Gra.fo is a commercial product, but use it for free to build simple RDFS/OWL ontologies with a diagram view and collaboration features.

Chowlk#

Chowlk is a web service that automatically generates the OWL code from your Ontology Diagram made with diagrams.net. You will need to follow the instructions to define the diagrams block following a specific format.

OwlReady2#

OwlReady2 is a Python library to work with OWL ontologies. It helps you build OWL ontologies with Python code and Jupyter notebooks.

TopBraid Composer#

Now with free edition: https://www.topquadrant.com/products/topbraid-composer/

StarDog#

The StarDog triplestore includes an ontology editor, but it requires a license.

Resolve prefixes#

http://prefix.cc is a handy service to resolve prefixes.

E.g. http://prefix.cc/bl

Publish the ontology 📰#

The easiest place to publish your ontology is in a GitHub repository.

Publish documentation#

2 options are available:

Widoco: generate ontology documentation following the W3C style
Ontospy: provide multiple choices for ontology documentation (more user-friendly for larger ontologies)

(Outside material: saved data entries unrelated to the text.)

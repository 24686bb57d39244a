//! Core types for SMSGuard

use crate::error::Error;
use serde::{Deserialize, Serialize};
use std::fmt;
use std::str::FromStr;

/// Binary message category
#[derive(Debug, Clone, Copy, PartialEq, Eq, Hash, Serialize, Deserialize)]
#[serde(rename_all = "lowercase")]
pub enum Label {
    /// Unsolicited or promotional message
    Spam,
    /// Legitimate message
    Ham,
}

impl Label {
    /// Lowercase name used in output and on the command line
    pub fn as_str(&self) -> &'static str {
        match self {
            Self::Spam => "spam",
            Self::Ham => "ham",
        }
    }
}

impl fmt::Display for Label {
    fn fmt(&self, f: &mut fmt::Formatter<'_>) -> fmt::Result {
        f.pad(self.as_str())
    }
}

impl FromStr for Label {
    type Err = Error;

    fn from_str(s: &str) -> Result<Self, Self::Err> {
        match s.trim().to_ascii_lowercase().as_str() {
            "spam" => Ok(Self::Spam),
            "ham" => Ok(Self::Ham),
            _ => Err(Error::InvalidLabel(s.to_string())),
        }
    }
}

/// Result of classifying one message.
///
/// Produced once per call and handed to the caller in full.
#[derive(Debug, Clone, PartialEq, Serialize, Deserialize)]
pub struct Prediction {
    /// Final decision
    pub label: Label,

    /// Heuristic confidence, rounded to two decimals, in `[0.50, 0.99]`
    pub confidence: f64,

    /// Spam terms found in the message, in lexicon order (at most five)
    pub matched_keywords: Vec<String>,
}

impl Prediction {
    /// Create a new prediction with no keyword evidence
    pub fn new(label: Label, confidence: f64) -> Self {
        Self {
            label,
            confidence,
            matched_keywords: Vec::new(),
        }
    }

    /// Fixed result for empty or whitespace-only input
    pub fn fallback() -> Self {
        Self::new(Label::Ham, 0.5)
    }

    /// Attach keyword evidence
    pub fn with_keywords(mut self, keywords: Vec<String>) -> Self {
        self.matched_keywords = keywords;
        self
    }

    pub fn is_spam(&self) -> bool {
        self.label == Label::Spam
    }

    /// Confidence as a percentage with one decimal, e.g. `"92.0%"`
    pub fn confidence_percent(&self) -> String {
        format!("{:.1}%", self.confidence * 100.0)
    }
}

/// A reference message with its known label
#[derive(Debug, Clone, Copy, PartialEq, Eq, Serialize)]
pub struct LabeledMessage {
    pub message: &'static str,
    pub label: Label,
}

impl LabeledMessage {
    pub const fn spam(message: &'static str) -> Self {
        Self {
            message,
            label: Label::Spam,
        }
    }

    pub const fn ham(message: &'static str) -> Self {
        Self {
            message,
            label: Label::Ham,
        }
    }
}
//! Classifier trait and the rule-based spam classifier

use crate::config::ClassifierConfig;
use crate::decision::{decide, ConfidenceBounds};
use crate::evidence::select_evidence;
use crate::lexicon::Lexicon;
use crate::scoring::{is_message_whitespace, token_count, ScoreInputs, ScorePair, Scorer};
use crate::signals::{SignalExtractor, SignalSet};
use serde::Serialize;
use smsguard_core::{Prediction, Result};
use std::sync::Arc;
use tracing::{debug, trace};

/// Trait for all message classifiers.
///
/// Classification is total: every input string yields a prediction.
pub trait Classifier: Send + Sync {
    /// Classify the given text
    fn classify(&self, text: &str) -> Prediction;

    /// Get the classifier name
    fn name(&self) -> &str;
}

/// Intermediate values behind one prediction
#[derive(Debug, Clone, Default, PartialEq, Serialize)]
pub struct Analysis {
    /// Every spam term found, before truncation
    pub spam_matches: Vec<String>,
    pub ham_matches: Vec<String>,
    pub signals: SignalSet,
    pub token_count: usize,
    pub scores: ScorePair,
}

/// Deterministic keyword-and-heuristics spam classifier.
///
/// Matchers are compiled once; clones share them.
#[derive(Debug, Clone)]
pub struct SpamClassifier {
    name: String,
    lexicon: Arc<Lexicon>,
    signals: Arc<SignalExtractor>,
    scorer: Scorer,
    bounds: ConfidenceBounds,
    evidence_limit: usize,
}

impl SpamClassifier {
    /// Create a classifier with the built-in lexicon and weights
    pub fn new() -> Result<Self> {
        Self::with_config(&ClassifierConfig::default())
    }

    /// Create a classifier from configuration
    pub fn with_config(config: &ClassifierConfig) -> Result<Self> {
        config.validate()?;

        let spec = config.lexicon_spec();
        let lexicon = Lexicon::new(spec.spam, spec.ham)?;
        debug!(
            spam_terms = lexicon.spam_terms().len(),
            ham_terms = lexicon.ham_terms().len(),
            "Built spam classifier"
        );

        Ok(Self::with_lexicon(Arc::new(lexicon), config))
    }

    /// Create a classifier around an already compiled lexicon.
    ///
    /// The lexicon entries of `config` are ignored.
    pub fn with_lexicon(lexicon: Arc<Lexicon>, config: &ClassifierConfig) -> Self {
        Self {
            name: "spam".to_string(),
            lexicon,
            signals: Arc::new(SignalExtractor::default()),
            scorer: Scorer::new(config.weights, config.short_message),
            bounds: config.confidence,
            evidence_limit: config.evidence_limit,
        }
    }

    /// Set a custom name
    pub fn named(mut self, name: impl Into<String>) -> Self {
        self.name = name.into();
        self
    }

    pub fn lexicon(&self) -> &Lexicon {
        &self.lexicon
    }

    /// Score a message; blank messages score zero on both sides
    pub fn score(&self, text: &str) -> ScorePair {
        self.analyze(text).scores
    }

    /// Run every stage short of the final decision
    pub fn analyze(&self, text: &str) -> Analysis {
        if is_blank(text) {
            return Analysis::default();
        }

        let lowered = text.to_lowercase();
        let matches = self.lexicon.lookup_lowercase(&lowered);
        let signals = self.signals.extract_with_lowercase(text, &lowered);

        let inputs = ScoreInputs {
            spam_hits: matches.spam.len(),
            ham_hits: matches.ham.len(),
            signals,
            token_count: token_count(text),
        };

        Analysis {
            spam_matches: matches.spam.iter().map(|t| t.to_string()).collect(),
            ham_matches: matches.ham.iter().map(|t| t.to_string()).collect(),
            signals,
            token_count: inputs.token_count,
            scores: self.scorer.score(&inputs),
        }
    }

    /// Classify every message, preserving order
    pub fn classify_batch<S: AsRef<str>>(&self, messages: &[S]) -> Vec<Prediction> {
        crate::batch::classify_batch(self, messages)
    }
}

impl Default for SpamClassifier {
    fn default() -> Self {
        Self::new().expect("Failed to create spam classifier")
    }
}

impl Classifier for SpamClassifier {
    fn classify(&self, text: &str) -> Prediction {
        if is_blank(text) {
            trace!("Blank message, returning fallback prediction");
            return Prediction::fallback();
        }

        let analysis = self.analyze(text);
        let decision = decide(&analysis.scores, &self.bounds);
        let spam_matches: Vec<&str> = analysis.spam_matches.iter().map(String::as_str).collect();

        trace!(
            label = %decision.label,
            confidence = decision.confidence,
            spam_score = analysis.scores.spam,
            ham_score = analysis.scores.ham,
            "Classified message"
        );

        Prediction::new(decision.label, decision.confidence)
            .with_keywords(select_evidence(&spam_matches, self.evidence_limit))
    }

    fn name(&self) -> &str {
        &self.name
    }
}

fn is_blank(text: &str) -> bool {
    text.chars().all(is_message_whitespace)
}
use std::sync::Arc;
use std::thread;
use chrono::Utc;
use serde::Serialize;
use tokio::sync::{mpsc, oneshot, watch};
use anyhow::{Context, Result};
use shared::types::{DeviceEntry, DeviceUpdate};
use super::hash;
use super::store::{ApplyOutcome, Registry};

/// Point-in-time copy of the registry, published after every accepted update.
#[derive(Debug, Clone, Serialize)]
pub struct RegistrySnapshot {
    /// Entries ordered by identity
    pub devices: Vec<DeviceEntry>,
    /// Number of accepted updates so far
    pub revision: u64,
    pub hash: String,
}

impl RegistrySnapshot {
    fn empty() -> Self {
        Self {
            devices: Vec::new(),
            revision: 0,
            hash: hash::compute_hash(&[]),
        }
    }

    pub fn get(&self, id: &str) -> Option<&DeviceEntry> {
        self.devices
            .binary_search_by(|entry| entry.device.id.as_str().cmp(id))
            .ok()
            .map(|i| &self.devices[i])
    }
}

/// Commands sent to the engine thread
enum EngineCommand {
    Apply(DeviceUpdate, oneshot::Sender<ApplyOutcome>),
    Shutdown,
}

/// Handle to the registry engine. Cheap to clone; every producer holds one.
#[derive(Clone)]
pub struct RegistryHandle {
    tx: mpsc::Sender<EngineCommand>,
    snapshot_rx: watch::Receiver<Arc<RegistrySnapshot>>,
}

impl RegistryHandle {
    /// Spawn the engine thread. It is the only writer of the registry and
    /// applies updates one at a time in arrival order.
    pub fn spawn() -> Self {
        let (tx, mut rx) = mpsc::channel::<EngineCommand>(256);
        let (snapshot_tx, snapshot_rx) = watch::channel(Arc::new(RegistrySnapshot::empty()));

        thread::spawn(move || {
            let mut registry = Registry::new();
            let mut revision = 0u64;

            while let Some(cmd) = rx.blocking_recv() {
                match cmd {
                    EngineCommand::Apply(update, reply) => {
                        let id = update.id().to_string();
                        let partial = update.is_partial();
                        let outcome = registry.apply(update, Utc::now());
                        log_outcome(&registry, &id, partial, outcome);

                        if outcome.is_accepted() {
                            revision += 1;
                            let devices = registry.entries_sorted();
                            let hash = hash::compute_hash(&devices);
                            snapshot_tx.send_replace(Arc::new(RegistrySnapshot {
                                devices,
                                revision,
                                hash,
                            }));
                        }
                        let _ = reply.send(outcome);
                    }
                    EngineCommand::Shutdown => {
                        tracing::info!("Registry engine shutting down");
                        break;
                    }
                }
            }
        });

        Self { tx, snapshot_rx }
    }

    /// Hand an update to the engine and wait until it has been applied.
    pub async fn apply(&self, update: DeviceUpdate) -> Result<ApplyOutcome> {
        let (reply, rx) = oneshot::channel();
        self.tx
            .send(EngineCommand::Apply(update, reply))
            .await
            .context("registry engine is gone")?;
        rx.await.context("registry engine dropped the update")
    }

    /// Latest snapshot. Never waits on the engine.
    pub fn snapshot(&self) -> Arc<RegistrySnapshot> {
        self.snapshot_rx.borrow().clone()
    }

    /// Receiver notified after every accepted update
    pub fn subscribe(&self) -> watch::Receiver<Arc<RegistrySnapshot>> {
        self.snapshot_rx.clone()
    }

    /// Stop the engine thread
    pub async fn shutdown(&self) -> Result<()> {
        self.tx
            .send(EngineCommand::Shutdown)
            .await
            .context("registry engine is already gone")?;
        Ok(())
    }
}

fn log_outcome(registry: &Registry, id: &str, partial: bool, outcome: ApplyOutcome) {
    match outcome {
        ApplyOutcome::Inserted => {
            if let Some(entry) = registry.get(id) {
                tracing::info!(
                    "Registered device {} ({}, {})",
                    id,
                    entry.device.friendly_name,
                    entry.device.device_type
                );
            }
        }
        ApplyOutcome::Replaced => tracing::debug!("Refreshed device {}", id),
        ApplyOutcome::Merged => tracing::debug!("Merged event update for {}", id),
        ApplyOutcome::Discarded if partial => {
            tracing::debug!("Discarding event update for unknown device {:?}", id)
        }
        ApplyOutcome::Discarded => tracing::warn!("Discarding full record without identity"),
    }
}

#[cfg(test)]
mod tests {
    use super::*;
    use shared::types::{Device, DeviceDelta, Power};

    fn device(id: &str) -> Device {
        Device {
            id: id.to_string(),
            power: Power::Standby,
            base_url: "http://192.168.1.20/".to_string(),
            control_url: "/YamahaExtendedControl/v1/".to_string(),
            friendly_name: "Office".to_string(),
            device_type: "WX-021".to_string(),
            volume: None,
            max_volume: 100,
            input: String::new(),
            input_text: String::new(),
            mute: None,
        }
    }

    #[tokio::test]
    async fn test_snapshot_published_after_accepted_updates() {
        let registry = RegistryHandle::spawn();
        let mut rx = registry.subscribe();
        assert_eq!(registry.snapshot().revision, 0);
        assert!(registry.snapshot().devices.is_empty());

        let outcome = registry.apply(DeviceUpdate::Full(device("b"))).await.unwrap();
        assert_eq!(outcome, ApplyOutcome::Inserted);
        assert!(rx.has_changed().unwrap());
        let first = rx.borrow_and_update().clone();
        assert_eq!(first.revision, 1);
        assert!(first.get("b").is_some());

        registry.apply(DeviceUpdate::Full(device("a"))).await.unwrap();
        let snapshot = registry.snapshot();
        assert_eq!(snapshot.revision, 2);
        assert_ne!(snapshot.hash, first.hash);
        assert!(snapshot.get("a").is_some());
        assert!(snapshot.get("c").is_none());

        registry.shutdown().await.unwrap();
    }

    #[tokio::test]
    async fn test_discarded_update_does_not_publish() {
        let registry = RegistryHandle::spawn();
        let mut rx = registry.subscribe();
        let _ = rx.borrow_and_update();

        let mut delta = DeviceDelta::new("ghost");
        delta.power = Some(Power::On);
        let outcome = registry.apply(DeviceUpdate::Partial(delta)).await.unwrap();

        assert_eq!(outcome, ApplyOutcome::Discarded);
        assert!(!rx.has_changed().unwrap());
        assert_eq!(registry.snapshot().revision, 0);
    }

    #[tokio::test]
    async fn test_concurrent_producers_are_serialized() {
        let registry = RegistryHandle::spawn();
        registry.apply(DeviceUpdate::Full(device("x"))).await.unwrap();

        let mut tasks = Vec::new();
        for volume in 0..20u8 {
            let registry = registry.clone();
            tasks.push(tokio::spawn(async move {
                let mut delta = DeviceDelta::new("x");
                delta.volume = Some(volume);
                registry.apply(DeviceUpdate::Partial(delta)).await.unwrap()
            }));
        }
        for task in tasks {
            assert_eq!(task.await.unwrap(), ApplyOutcome::Merged);
        }

        let snapshot = registry.snapshot();
        assert_eq!(snapshot.revision, 21);
        assert_eq!(snapshot.devices.len(), 1);
        assert!(snapshot.devices[0].device.volume.is_some());
    }

    #[tokio::test]
    async fn test_apply_after_shutdown_fails() {
        let registry = RegistryHandle::spawn();
        registry.shutdown().await.unwrap();
        // give the thread a moment to drop its receiver
        tokio::time::sleep(std::time::Duration::from_millis(50)).await;
        assert!(registry.apply(DeviceUpdate::Full(device("x"))).await.is_err());
    }
}
//! The registry map and its merge policy. No I/O and no locking: the engine
//! thread is the only owner.

use std::collections::HashMap;
use chrono::{DateTime, Utc};
use shared::types::{DeviceEntry, DeviceUpdate};

/// What applying one update did to the registry.
#[derive(Debug, Clone, Copy, PartialEq, Eq)]
pub enum ApplyOutcome {
    /// Full record for an identity not seen before
    Inserted,
    /// Full record replacing an existing entry
    Replaced,
    /// Partial record merged into an existing entry
    Merged,
    /// Update rejected: empty identity, or a partial record for an unknown device
    Discarded,
}

impl ApplyOutcome {
    pub fn is_accepted(&self) -> bool {
        !matches!(self, ApplyOutcome::Discarded)
    }
}

#[derive(Debug, Default)]
pub struct Registry {
    entries: HashMap<String, DeviceEntry>,
}

impl Registry {
    pub fn new() -> Self {
        Self::default()
    }

    /// Apply one update at time `now`.
    pub fn apply(&mut self, update: DeviceUpdate, now: DateTime<Utc>) -> ApplyOutcome {
        if update.id().is_empty() {
            return ApplyOutcome::Discarded;
        }

        match update {
            DeviceUpdate::Full(mut device) => {
                device.normalize();
                match self.entries.get_mut(&device.id) {
                    Some(entry) => {
                        entry.device = device;
                        entry.last_seen = now;
                        ApplyOutcome::Replaced
                    }
                    None => {
                        self.entries.insert(
                            device.id.clone(),
                            DeviceEntry {
                                device,
                                first_seen: now,
                                last_seen: now,
                            },
                        );
                        ApplyOutcome::Inserted
                    }
                }
            }
            DeviceUpdate::Partial(delta) => match self.entries.get_mut(&delta.id) {
                Some(entry) => {
                    entry.device.apply_delta(&delta);
                    entry.last_seen = now;
                    ApplyOutcome::Merged
                }
                None => ApplyOutcome::Discarded,
            },
        }
    }

    pub fn get(&self, id: &str) -> Option<&DeviceEntry> {
        self.entries.get(id)
    }

    /// Copy of every entry, ordered by identity.
    pub fn entries_sorted(&self) -> Vec<DeviceEntry> {
        let mut entries: Vec<DeviceEntry> = self.entries.values().cloned().collect();
        entries.sort_by(|a, b| a.device.id.cmp(&b.device.id));
        entries
    }
}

See this example workflow implementing Widoco and Ontospy: https://github.com/vemonet/semanticscience/blob/master/.github/workflows/generate-docs.yml

It allows to automatically generate and publish documentation for your ontology using GitHub Actions and GitHub Pages:

The ontology is published in a GitHub repository, in our case in ontology/sio.owl
The GitHub Actions workflow is triggered when there is a change in the ontology file.
The GitHub Actions workflow runs Ontospy, or Widoco (yours to choose), given the latest committed ontology file (ontology/sio.owl in this example), which generates the HTML documentation in the gh-pages branch, in a different folder for each documentation type.
The gh-pages branch is published as a GitHub Page

In this example we have a simple index.html file to let the user choose the documentation types he wants to access

Feel free to adapt this GitHub Actions workflow

Use persistent identifier#

We recommend to use the w3id.org system, as it allows any GitHub user to define and reserve your persistent namespace for free in a few minutes:

Fork the w3id.org repository: https://github.com/perma-id/w3id.org
Create a folder with your namespace name (e.g. my-onto)
Add a .htaccess file with the redirection to your ontology (and a README.md file shortly explaining the purpose of this namespace)
Send a pull request to the https://github.com/perma-id/w3id.org repository. It usually takes between a few hours and a few days to be accepted.

Examples:

See this example for a .htaccess passing the original w3id URI queries
Or this example to redirect to different websites depending on the path.

The persistent identifiers can be easily modified later if necessary, you will just need to send a new pull request with the changes.

Add it to an ontology repository#

Depends on the ontology domain (see above).